Start of Dataset excerpts

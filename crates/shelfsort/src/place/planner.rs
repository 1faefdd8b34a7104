//! Primary/secondary selection for a file's matched groups.

use crate::classify::{normalized_stem, Classifier, GroupForest, GroupId};
use serde::Serialize;
use std::cmp::Reverse;
use std::path::{Path, PathBuf};

/// Where one file goes: a real copy in `primary`, links in `secondaries`.
#[derive(Debug, Clone, PartialEq, Eq)]
pub struct Placement {
    pub primary: GroupId,
    pub secondaries: Vec<GroupId>,
}

/// Destination paths derived from a [`Placement`].
#[derive(Debug, Clone, PartialEq, Eq, Serialize)]
pub struct PlacementPaths {
    pub primary: PathBuf,
    pub secondaries: Vec<PathBuf>,
}

/// Order matches by descending include priority and split off the primary.
///
/// The sort is stable, so equal priorities keep match order (root declaration
/// order, then child order). Returns `None` when nothing matched.
pub fn plan(forest: &GroupForest, matches: &[GroupId]) -> Option<Placement> {
    let mut ordered = matches.to_vec();
    ordered.sort_by_key(|id| Reverse(forest.get(*id).max_priority()));

    let mut ordered = ordered.into_iter();
    let primary = ordered.next()?;
    Some(Placement {
        primary,
        secondaries: ordered.collect(),
    })
}

impl Placement {
    /// Primary first, then secondaries in link order.
    pub fn groups(&self) -> impl Iterator<Item = GroupId> + '_ {
        std::iter::once(self.primary).chain(self.secondaries.iter().copied())
    }

    /// `<dst_root>/<group full name>/<file_name>` for every placement.
    ///
    /// Groups sharing a full name share a folder; each path appears once.
    pub fn destinations(
        &self,
        forest: &GroupForest,
        dst_root: &Path,
        file_name: &Path,
    ) -> PlacementPaths {
        let destination = |id: GroupId| dst_root.join(forest.full_name(id)).join(file_name);
        let primary = destination(self.primary);

        let mut secondaries: Vec<PathBuf> = Vec::with_capacity(self.secondaries.len());
        for path in self.secondaries.iter().map(|id| destination(*id)) {
            if path != primary && !secondaries.contains(&path) {
                secondaries.push(path);
            }
        }

        PlacementPaths {
            primary,
            secondaries,
        }
    }
}

/// Human-readable classification outcome for one name.
#[derive(Debug, Clone, PartialEq, Eq, Serialize)]
pub struct Decision {
    pub file: String,
    pub normalized: String,
    pub matches: Vec<String>,
    pub primary: Option<String>,
    pub secondaries: Vec<String>,
}

/// Classify and plan a single name without touching the filesystem.
pub fn explain(classifier: &Classifier<'_>, file_name: &str) -> Decision {
    let forest = classifier.forest();
    let normalized = normalized_stem(file_name);
    let matches = classifier.match_normalized(&normalized);
    let placement = plan(forest, &matches);

    Decision {
        file: file_name.to_string(),
        normalized,
        matches: matches.iter().map(|id| forest.display_name(*id)).collect(),
        primary: placement.as_ref().map(|p| forest.display_name(p.primary)),
        secondaries: placement
            .map(|p| {
                p.secondaries
                    .iter()
                    .map(|id| forest.display_name(*id))
                    .collect()
            })
            .unwrap_or_default(),
    }
}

End of Dataset excerpts

**Task details:**
Each record must be returned in full and exactly.

**Solution for this problem:**
filename crates/shelfsort/src/place/planner.rs
repository 1faefdd8b34a7104
//! Primary/secondary selection for a file's matched groups.

use crate::classify::{normalized_stem, Classifier, GroupForest, GroupId};
use serde::Serialize;
use std::cmp::Reverse;
use std::path::{Path, PathBuf};

/// Where one file goes: a real copy in `primary`, links in `secondaries`.
#[derive(Debug, Clone, PartialEq, Eq)]
pub struct Placement {
    pub primary: GroupId,
    pub secondaries: Vec<GroupId>,
}

/// Destination paths derived from a [`Placement`].
#[derive(Debug, Clone, PartialEq, Eq, Serialize)]
pub struct PlacementPaths {
    pub primary: PathBuf,
    pub secondaries: Vec<PathBuf>,
}

/// Order matches by descending include priority and split off the primary.
///
/// The sort is stable, so equal priorities keep match order (root declaration
/// order, then child order). Returns `None` when nothing matched.
pub fn plan(forest: &GroupForest, matches: &[GroupId]) -> Option<Placement> {
    let mut ordered = matches.to_vec();
    ordered.sort_by_key(|id| Reverse(forest.get(*id).max_priority()));

    let mut ordered = ordered.into_iter();
    let primary = ordered.next()?;
    Some(Placement {
        primary,
        secondaries: ordered.collect(),
    })
}

impl Placement {
    /// Primary first, then secondaries in link order.
    pub fn groups(&self) -> impl Iterator<Item = GroupId> + '_ {
        std::iter::once(self.primary).chain(self.secondaries.iter().copied())
    }

    /// `<dst_root>/<group full name>/<file_name>` for every placement.
    ///
    /// Groups sharing a full name share a folder; each path appears once.
    pub fn destinations(
        &self,
        forest: &GroupForest,
        dst_root: &Path,
        file_name: &Path,
    ) -> PlacementPaths {
        let destination = |id: GroupId| dst_root.join(forest.full_name(id)).join(file_name);
        let primary = destination(self.primary);

        let mut secondaries: Vec<PathBuf> = Vec::with_capacity(self.secondaries.len());
        for path in self.secondaries.iter().map(|id| destination(*id)) {
            if path != primary && !secondaries.contains(&path) {
                secondaries.push(path);
            }
        }

        PlacementPaths {
            primary,
            secondaries,
        }
    }
}

/// Human-readable classification outcome for one name.
#[derive(Debug, Clone, PartialEq, Eq, Serialize)]
pub struct Decision {
    pub file: String,
    pub normalized: String,
    pub matches: Vec<String>,
    pub primary: Option<String>,
    pub secondaries: Vec<String>,
}

/// Classify and plan a single name without touching the filesystem.
pub fn explain(classifier: &Classifier<'_>, file_name: &str) -> Decision {
    let forest = classifier.forest();
    let normalized = normalized_stem(file_name);
    let matches = classifier.match_normalized(&normalized);
    let placement = plan(forest, &matches);

    Decision {
        file: file_name.to_string(),
        normalized,
        matches: matches.iter().map(|id| forest.display_name(*id)).collect(),
        primary: placement.as_ref().map(|p| forest.display_name(p.primary)),
        secondaries: placement
            .map(|p| {
                p.secondaries
                    .iter()
                    .map(|id| forest.display_name(*id))
                    .collect()
            })
            .unwrap_or_default(),
    }
}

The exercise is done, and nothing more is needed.